ASSIGNED TASK:
Please return every line of the records below that holds the word "crate".

*** Opening of DATASET ***

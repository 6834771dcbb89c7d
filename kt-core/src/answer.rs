//! The typed-answer pipeline: retrieve, prompt, validate, post-process.

use std::sync::Arc;

use kt_rag::{Chunk, EmbeddingProvider, StoredChunk, VectorStore};
use serde::{Deserialize, Serialize};
use serde_json::Value;
use tracing::{debug, info, warn};

use crate::config::CoreConfig;
use crate::error::{KtError, Result};
use crate::llm::{CompletionShape, LanguageModel};
use crate::prompt;
use crate::resolve::{EntitySource, ResolvedEntity, resolve_answer};
use crate::retrieval::{RetrievalMode, Retriever};
use crate::rule::Rule;
use crate::shape::{AnswerShape, AnswerValue};
use crate::validate::validate;

/// A question with its declared answer shape and rules.
#[derive(Debug, Clone, PartialEq, Serialize, Deserialize)]
pub struct QueryPrompt {
    pub id: String,
    #[serde(alias = "entityType")]
    pub entity_type: String,
    pub query: String,
    #[serde(rename = "type", alias = "answer_shape")]
    pub shape: AnswerShape,
    #[serde(default)]
    pub rules: Vec<Rule>,
}

/// One answer request.
///
/// `inferred` requests an answer from the model's own knowledge, skipping
/// retrieval. `document_id` is ignored in that case.
#[derive(Debug, Clone, PartialEq)]
pub struct AnswerRequest {
    pub document_id: String,
    pub inferred: bool,
    pub prompt: QueryPrompt,
    /// Requested retrieval mode; see [`RetrievalMode::select`].
    pub mode: Option<RetrievalMode>,
    /// Origin recorded in resolved-entity records. Defaults to the prompt.
    pub source: Option<EntitySource>,
}

impl AnswerRequest {
    /// Answer from passages of `document_id`.
    pub fn grounded(document_id: impl Into<String>, prompt: QueryPrompt) -> Self {
        Self { document_id: document_id.into(), inferred: false, prompt, mode: None, source: None }
    }

    /// Answer without retrieval.
    pub fn inferred(prompt: QueryPrompt) -> Self {
        Self { document_id: String::new(), inferred: true, prompt, mode: None, source: None }
    }

    pub fn with_mode(mut self, mode: RetrievalMode) -> Self {
        self.mode = Some(mode);
        self
    }

    pub fn with_source(mut self, source: EntitySource) -> Self {
        self.source = Some(source);
        self
    }
}

/// A validated answer with its supporting passages.
#[derive(Debug, Clone, PartialEq, Serialize)]
pub struct TypedAnswer {
    /// `None` when the model could not answer under the rules.
    pub value: Option<AnswerValue>,
    pub chunks: Vec<Chunk>,
    pub resolved_entities: Option<Vec<ResolvedEntity>>,
}

/// Answers [`AnswerRequest`]s against one chunk store and model.
pub struct AnswerEngine {
    retriever: Retriever,
    llm: Arc<dyn LanguageModel>,
    config: CoreConfig,
}

impl AnswerEngine {
    pub fn new(
        embedder: Arc<dyn EmbeddingProvider>,
        store: Arc<dyn VectorStore>,
        llm: Arc<dyn LanguageModel>,
        config: CoreConfig,
    ) -> Self {
        let retriever = Retriever::new(embedder, store, llm.clone(), config.clone());
        Self { retriever, llm, config }
    }

    /// Run the pipeline for one request.
    ///
    /// # Errors
    ///
    /// Returns [`KtError::ExternalUnavailable`] if retrieval or the model
    /// call fails. Model output that does not fit the shape is not an
    /// error; it yields a `None` value.
    pub async fn answer(&self, request: &AnswerRequest) -> Result<TypedAnswer> {
        let query = &request.prompt;
        let source = request.source.clone().unwrap_or_else(|| EntitySource::query(&query.id));

        if request.inferred {
            let text = prompt::inferred(&query.query, query.shape, &query.rules);
            let value = self.complete_and_validate(&text, query).await?;
            let (value, resolved_entities) = resolve(value, query, &source)?;
            info!(prompt.id = %query.id, answered = value.is_some(), "inferred answer");
            return Ok(TypedAnswer { value, chunks: Vec::new(), resolved_entities });
        }

        let mode = RetrievalMode::select(request.mode, query.shape, &query.rules);
        let retrieval = self
            .retriever
            .retrieve(mode, &query.query, &request.document_id, &query.rules)
            .await?;
        if retrieval.chunks.is_empty() {
            debug!(document.id = %request.document_id, message = %retrieval.message, "no passages retrieved");
        }
        let mut chunks: Vec<Chunk> = retrieval.chunks.iter().map(StoredChunk::to_chunk).collect();

        let text = prompt::grounded(&query.query, &chunks, query.shape, &query.rules);
        let value = self.complete_and_validate(&text, query).await?;
        let (value, resolved_entities) = resolve(value, query, &source)?;

        if value.is_none() && mode != RetrievalMode::Decomposition {
            chunks.clear();
        }
        chunks.truncate(self.config.max_answer_chunks);

        info!(
            document.id = %request.document_id,
            prompt.id = %query.id,
            mode = %mode,
            answered = value.is_some(),
            chunk_count = chunks.len(),
            "answered query"
        );
        Ok(TypedAnswer { value, chunks, resolved_entities })
    }

    async fn complete_and_validate(&self, text: &str, query: &QueryPrompt) -> Result<Option<AnswerValue>> {
        let raw = self.llm.complete(text, CompletionShape::Answer(query.shape)).await?;
        validate_output(query, raw.as_ref())
    }
}

fn validate_output(query: &QueryPrompt, raw: Option<&Value>) -> Result<Option<AnswerValue>> {
    let Some(raw) = raw else {
        return Ok(None);
    };
    match validate(query.shape, &query.rules, raw) {
        Ok(value) => Ok(value),
        Err(KtError::SchemaViolation(message)) => {
            warn!(prompt.id = %query.id, shape = %query.shape, %message, "model output rejected; answering null");
            Ok(None)
        }
        Err(e) => Err(e),
    }
}

fn resolve(
    value: Option<AnswerValue>,
    query: &QueryPrompt,
    source: &EntitySource,
) -> Result<(Option<AnswerValue>, Option<Vec<ResolvedEntity>>)> {
    match value {
        Some(value) if query.shape.is_textual() => {
            let (value, records) = resolve_answer(value, &query.rules, source, &query.entity_type)?;
            Ok((Some(value), records))
        }
        other => Ok((other, None)),
    }
}

#[cfg(test)]
mod tests {
    use super::*;
    use serde_json::json;

    fn query(shape: AnswerShape) -> QueryPrompt {
        QueryPrompt {
            id: "p1".into(),
            entity_type: "Thing".into(),
            query: "q".into(),
            shape,
            rules: Vec::new(),
        }
    }

    #[test]
    fn schema_violations_become_null() {
        let q = query(AnswerShape::Int);
        assert_eq!(validate_output(&q, Some(&json!("many"))).unwrap(), None);
        assert_eq!(validate_output(&q, Some(&json!(4))).unwrap(), Some(AnswerValue::Int(4)));
        assert_eq!(validate_output(&q, None).unwrap(), None);
    }

    #[test]
    fn query_prompt_accepts_wire_names() {
        let prompt: QueryPrompt = serde_json::from_value(json!({
            "id": "p1",
            "entityType": "Capital",
            "query": "What is the capital?",
            "type": "str",
            "rules": [{"type": "must_return", "options": ["Paris"]}]
        }))
        .unwrap();
        assert_eq!(prompt.shape, AnswerShape::String);
        assert_eq!(prompt.entity_type, "Capital");
        assert_eq!(prompt.rules, vec![Rule::MustReturn(vec!["Paris".into()])]);
    }

    #[test]
    fn non_textual_answers_skip_resolution() {
        let mut q = query(AnswerShape::Int);
        q.rules = vec![Rule::ResolveEntity([("1".to_string(), "one".to_string())].into())];
        let (value, records) = resolve(Some(AnswerValue::Int(1)), &q, &EntitySource::query("p1")).unwrap();
        assert_eq!(value, Some(AnswerValue::Int(1)));
        assert!(records.is_none());
    }
}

*** Close of DATASET ***

PROBLEM SOLUTION:
use crate::config::CoreConfig;
use crate::error::{KtError, Result};
use crate::llm::{CompletionShape, LanguageModel};
use crate::prompt;
use crate::resolve::{EntitySource, ResolvedEntity, resolve_answer};
use crate::retrieval::{RetrievalMode, Retriever};
use crate::rule::Rule;
use crate::shape::{AnswerShape, AnswerValue};
use crate::validate::validate;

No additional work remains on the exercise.